Keyword Arguments in Python
The Context
The 20-page CMM GD&T training manual I wrote for my metrology course showed me I could synthesize complex material into structured documentation that actually worked for learners.
A few months later, I enrolled in a beginner web development bootcamp that concluded with a technical writing competition. The timing mattered: I was new to Python, actively learning, and curious whether I could apply the same writing instincts to software concepts.
The Challenge
The competition brief was simple: write a tutorial that could teach a Python concept, keyword arguments, clearly to beginners.

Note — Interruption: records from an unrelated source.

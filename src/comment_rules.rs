use regex::Regex;

use crate::comments::{CommentExtractor, CommentKind, CommentSpan};
use crate::context::Context;
use crate::errors::Result;
use crate::findings::Finding;
use crate::matchers::SensitiveMatcher;
use crate::rule::PerFileRule;
use crate::scanned_file::ScannedFile;
use crate::usernames::UsernameFilter;

/// Transforms one comment span's text. The output of one rule is the input
/// of the next, applied in a fixed order over each span independently.
pub trait CommentRule {
    fn apply(&self, span: &CommentSpan, filename: &str, ctx: &mut Context) -> String;
}

/// Deletes the span entirely (whitespace/newline framing outside the span
/// is untouched by construction, since it lies outside the span bounds).
pub struct AllCommentsRule;

impl CommentRule for AllCommentsRule {
    fn apply(&self, _span: &CommentSpan, _filename: &str, _ctx: &mut Context) -> String {
        String::new()
    }
}

/// Deletes the span unless the extractor labelled it a documentation
/// comment (a Python triple-quoted string).
pub struct NonDocumentationCommentsRule;

impl CommentRule for NonDocumentationCommentsRule {
    fn apply(&self, span: &CommentSpan, _filename: &str, _ctx: &mut Context) -> String {
        if span.kind == CommentKind::Documentation {
            span.text.clone()
        } else {
            String::new()
        }
    }
}

/// Finds `TODO(name)` or `TODO(name1, name2)`; for each name, asks the
/// username filter whether it is unknown, emitting a TODO finding if so.
/// Never rewrites the span.
pub struct TodoRule {
    pattern: Regex,
    username_filter: UsernameFilter,
}

impl TodoRule {
    pub fn new(username_filter: UsernameFilter) -> Self {
        Self {
            pattern: Regex::new(r"TODO\(([^)]*)\)").unwrap(),
            username_filter,
        }
    }
}

impl CommentRule for TodoRule {
    fn apply(&self, span: &CommentSpan, filename: &str, ctx: &mut Context) -> String {
        for todo_match in self.pattern.captures_iter(&span.text) {
            let names = &todo_match[1];
            for name in names.split(',') {
                let name = name.trim();
                if name.is_empty() {
                    continue;
                }
                if self.username_filter.is_unknown(name) {
                    ctx.add_finding(
                        Finding::new(
                            "TODO",
                            format!("TODO({name})"),
                            filename,
                            format!("TODO references unknown user \"{name}\""),
                        )
                        .with_username(name.to_string()),
                    );
                }
            }
        }
        span.text.clone()
    }
}

/// Removes lines beginning with `Author:` or `@author` when the named
/// identifier is scrubbable (or unknown under `scrub_unknown`); publishable
/// authors are retained verbatim.
pub struct AuthorDeclarationRule {
    pattern: Regex,
    username_filter: UsernameFilter,
}

impl AuthorDeclarationRule {
    pub fn new(username_filter: UsernameFilter) -> Self {
        Self {
            pattern: Regex::new(r"(?m)^([^\n]*?(?:Author:|@author)\s*(\S+)[^\n]*)$").unwrap(),
            username_filter,
        }
    }
}

impl CommentRule for AuthorDeclarationRule {
    fn apply(&self, span: &CommentSpan, _filename: &str, _ctx: &mut Context) -> String {
        let mut result = span.text.clone();
        for author_match in self.pattern.captures_iter(&span.text) {
            let username = &author_match[2];
            if self.username_filter.should_scrub(username) {
                let whole_line = &author_match[1];
                result = result.replace(whole_line, "");
            }
        }
        result
    }
}

/// Runs each sensitive-string matcher over the span text; rewrites every
/// trigger to empty text and emits a finding, unless whitelisted.
pub struct SensitiveInCommentRule {
    matchers: Vec<Box<dyn SensitiveMatcher>>,
}

impl SensitiveInCommentRule {
    pub fn new(matchers: Vec<Box<dyn SensitiveMatcher>>) -> Self {
        Self { matchers }
    }
}

impl CommentRule for SensitiveInCommentRule {
    fn apply(&self, span: &CommentSpan, filename: &str, ctx: &mut Context) -> String {
        let mut text = span.text.clone();
        for matcher in &self.matchers {
            let matches = matcher.find_matches(&text);
            for m in matches.iter().rev() {
                ctx.add_finding(Finding::new(
                    "sensitive_string",
                    m.trigger.clone(),
                    filename,
                    format!("sensitive string \"{}\" found in comment", m.trigger),
                ));
                text.replace_range(m.start..m.end, "");
            }
        }
        text
    }
}

/// A `PerFileRule` constructed from a comment extractor and an ordered list
/// of comment-span rules. Extracts spans, runs the rule list over each span
/// in order (each rule's output feeding the next), and reassembles the
/// file: original text minus old spans plus new span texts, in order.
pub struct CommentScrubber {
    extractor: Box<dyn CommentExtractor + Send + Sync>,
    rules: Vec<Box<dyn CommentRule>>,
}

impl CommentScrubber {
    pub fn new(
        extractor: Box<dyn CommentExtractor + Send + Sync>,
        rules: Vec<Box<dyn CommentRule>>,
    ) -> Self {
        Self { extractor, rules }
    }
}

impl PerFileRule for CommentScrubber {
    fn scrub_file(&self, file: &mut ScannedFile, ctx: &mut Context) -> Result<()> {
        let filename = file.relative_path().to_string();
        let text = file.contents()?.to_string();
        let spans = self.extractor.extract(&text);
        if spans.is_empty() {
            return Ok(());
        }

        let mut rewritten = String::with_capacity(text.len());
        let mut cursor = 0;
        for span in &spans {
            rewritten.push_str(&text[cursor..span.start]);
            let mut span_text = span.text.clone();
            for rule in &self.rules {
                let transient = CommentSpan {
                    start: span.start,
                    end: span.end,
                    text: span_text,
                    kind: span.kind,
                };
                span_text = rule.apply(&transient, &filename, ctx);
            }
            rewritten.push_str(&span_text);
            cursor = span.end;
        }
        rewritten.push_str(&text[cursor..]);

        file.write_contents(rewritten)?;
        Ok(())
    }

    fn name(&self) -> &str {
        "comment_scrubber"
    }
}

#[cfg(test)]
mod tests {
    use super::*;
    use crate::comments::CLikeCommentExtractor;
    use crate::findings::Whitelist;
    use crate::matchers::WordMatcher;
    use std::path::PathBuf;
    use tempfile::TempDir;

    fn ctx() -> Context {
        Context::new(PathBuf::from("/tmp/scratch"), Whitelist::default())
    }

    #[test]
    fn todo_rule_flags_unknown_user_without_rewriting() {
        let dir = TempDir::new().unwrap();
        let path = dir.path().join("a.c");
        std::fs::write(&path, "// TODO(alice): x\n").unwrap();
        let mut file = ScannedFile::new(path, "a.c".to_string(), dir.path().join("scratch"));

        let username_filter = UsernameFilter::new(vec![], vec![], false);
        let scrubber = CommentScrubber::new(
            Box::new(CLikeCommentExtractor),
            vec![Box::new(TodoRule::new(username_filter))],
        );
        let mut context = ctx();
        scrubber.scrub_file(&mut file, &mut context).unwrap();

        assert_eq!(context.findings.len(), 1);
        assert_eq!(context.findings[0].username.as_deref(), Some("alice"));
        assert_eq!(file.contents().unwrap(), "// TODO(alice): x\n");
    }

    #[test]
    fn sensitive_in_comment_rewrites_and_records_finding() {
        let dir = TempDir::new().unwrap();
        let path = dir.path().join("b.py");
        std::fs::write(&path, "# contact acme-internal for help\nprint(1)\n").unwrap();
        let mut file = ScannedFile::new(path, "b.py".to_string(), dir.path().join("scratch"));

        let matcher: Box<dyn SensitiveMatcher> =
            Box::new(WordMatcher::new(&["acme-internal".to_string()]).unwrap());
        let scrubber = CommentScrubber::new(
            Box::new(crate::comments::PythonCommentExtractor),
            vec![Box::new(SensitiveInCommentRule::new(vec![matcher]))],
        );
        let mut context = ctx();
        scrubber.scrub_file(&mut file, &mut context).unwrap();

        assert_eq!(context.findings.len(), 1);
        let contents = file.contents().unwrap();
        assert!(!contents.contains("acme-internal"));
        assert!(contents.contains("print(1)"));
    }

    #[test]
    fn all_comments_rule_deletes_and_preserves_surrounding_whitespace() {
        let dir = TempDir::new().unwrap();
        let path = dir.path().join("c.c");
        std::fs::write(&path, "int x; // drop me\nint y;\n").unwrap();
        let mut file = ScannedFile::new(path, "c.c".to_string(), dir.path().join("scratch"));

        let scrubber = CommentScrubber::new(Box::new(CLikeCommentExtractor), vec![Box::new(AllCommentsRule)]);
        let mut context = ctx();
        scrubber.scrub_file(&mut file, &mut context).unwrap();

        assert_eq!(file.contents().unwrap(), "int x; \nint y;\n");
    }
}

I teamed up with another participant. Python was new to both of us, but that became an advantage. We knew exactly where understanding broke down because we had just struggled through it ourselves. Every confusion point we encountered while learning became something we needed to explain.
Our Approach
We centered the tutorial on exploration, letting learners experiment with interactive examples to see keyword arguments in action. Concepts were introduced step by step — from basic usage to defaults and mixed arguments, so learners could build understanding gradually. Every term was defined, and both correct usage and common errors were shown, giving learners a safe space to test, break, and truly understand the code. Nothing was assumed to be obvious, because it hadn’t been obvious to us.
The Impact
We won the competition, and the tutorial was published on Educative.io shortly afterward. It went on to become one of the platform’s most-viewed Python articles in July 2022 and remained heavily used years later.
Following publication, I was invited to join Educative’s internal contributors team, where I reviewed and edited additional technical content. This project marked a clear shift in my work: from writing procedural guides to teaching conceptual reasoning through documentation.